Set out each line from the following listing that includes the word "other".

**Exercise data**
—————

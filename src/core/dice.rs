//! Deterministic stochastic provider
//!
//! Every random draw in combat resolution goes through [`Dice`], so a saved
//! game replays bit-for-bit: the generator state (seed, stream and word
//! position) is part of the serialized theater.

use rand::{Rng, SeedableRng};
use rand_chacha::ChaCha8Rng;
use serde::{Deserialize, Serialize};

/// Above this many trials binomial draws stop simulating individual trials
const DIRECT_BINOMIAL_LIMIT: u64 = 64;

/// Variance above which the normal approximation is used for binomials
const NORMAL_APPROX_VARIANCE: f64 = 9.0;

#[derive(Debug, Clone, Serialize, Deserialize)]
#[serde(from = "DiceState", into = "DiceState")]
pub struct Dice {
    seed: u64,
    rng: ChaCha8Rng,
}

/// Serialized form of the generator
#[derive(Debug, Clone, Copy, PartialEq, Eq, Serialize, Deserialize)]
pub struct DiceState {
    pub seed: u64,
    pub stream: u64,
    pub word_pos_hi: u64,
    pub word_pos_lo: u64,
}

impl From<DiceState> for Dice {
    fn from(state: DiceState) -> Self {
        let mut rng = ChaCha8Rng::seed_from_u64(state.seed);
        rng.set_stream(state.stream);
        rng.set_word_pos(((state.word_pos_hi as u128) << 64) | state.word_pos_lo as u128);
        Self {
            seed: state.seed,
            rng,
        }
    }
}

impl From<Dice> for DiceState {
    fn from(dice: Dice) -> Self {
        dice.state()
    }
}

impl PartialEq for Dice {
    fn eq(&self, other: &Self) -> bool {
        self.state() == other.state()
    }
}

impl Dice {
    pub fn new(seed: u64) -> Self {
        Self {
            seed,
            rng: ChaCha8Rng::seed_from_u64(seed),
        }
    }

    pub fn seed(&self) -> u64 {
        self.seed
    }

    /// Restart the sequence from a new seed
    pub fn reseed(&mut self, seed: u64) {
        *self = Self::new(seed);
    }

    pub fn state(&self) -> DiceState {
        let word_pos = self.rng.get_word_pos();
        DiceState {
            seed: self.seed,
            stream: self.rng.get_stream(),
            word_pos_hi: (word_pos >> 64) as u64,
            word_pos_lo: word_pos as u64,
        }
    }

    /// Uniform draw in [0, 1)
    pub fn uniform(&mut self) -> f64 {
        self.rng.gen::<f64>()
    }

    /// Standard normal draw (Box-Muller, one value per call)
    pub fn normal(&mut self) -> f64 {
        let u1 = 1.0 - self.uniform(); // (0, 1]
        let u2 = self.uniform();
        (-2.0 * u1.ln()).sqrt() * (2.0 * std::f64::consts::PI * u2).cos()
    }

    pub fn normal_with(&mut self, mean: f64, std_dev: f64) -> f64 {
        mean + std_dev * self.normal()
    }

    /// exp(N(mu, sigma))
    pub fn log_normal(&mut self, mu: f64, sigma: f64) -> f64 {
        self.normal_with(mu, sigma).exp()
    }

    /// Inclusive die roll
    pub fn die_roll(&mut self, min: i32, max: i32) -> i32 {
        let (lo, hi) = if min <= max { (min, max) } else { (max, min) };
        self.rng.gen_range(lo..=hi)
    }

    /// Uniform index into a collection of `len` items
    pub fn pick_index(&mut self, len: usize) -> Option<usize> {
        if len == 0 {
            None
        } else {
            Some(self.rng.gen_range(0..len))
        }
    }

    /// Number of successes in `n` trials of probability `p`
    pub fn binomial(&mut self, n: u64, p: f64) -> u64 {
        if n == 0 || !(p > 0.0) {
            return 0;
        }
        if p >= 1.0 {
            return n;
        }
        if p > 0.5 {
            return n - self.binomial(n, 1.0 - p);
        }
        if n <= DIRECT_BINOMIAL_LIMIT {
            return (0..n).filter(|_| self.uniform() < p).count() as u64;
        }

        let mean = n as f64 * p;
        let variance = mean * (1.0 - p);
        if variance >= NORMAL_APPROX_VARIANCE {
            let draw = self.normal_with(mean, variance.sqrt()).round();
            return draw.clamp(0.0, n as f64) as u64;
        }

        // Small mean: skip between successes with geometric waiting times
        let log_q = (1.0 - p).ln();
        let mut successes = 0u64;
        let mut position = 0u64;
        loop {
            let u = 1.0 - self.uniform();
            let skip = (u.ln() / log_q).floor();
            if !skip.is_finite() {
                break;
            }
            position = position.saturating_add(skip as u64 + 1);
            if position > n {
                break;
            }
            successes += 1;
        }
        successes
    }
}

—————

**Worked solution**
    fn eq(&self, other: &Self) -> bool {
        self.state() == other.state()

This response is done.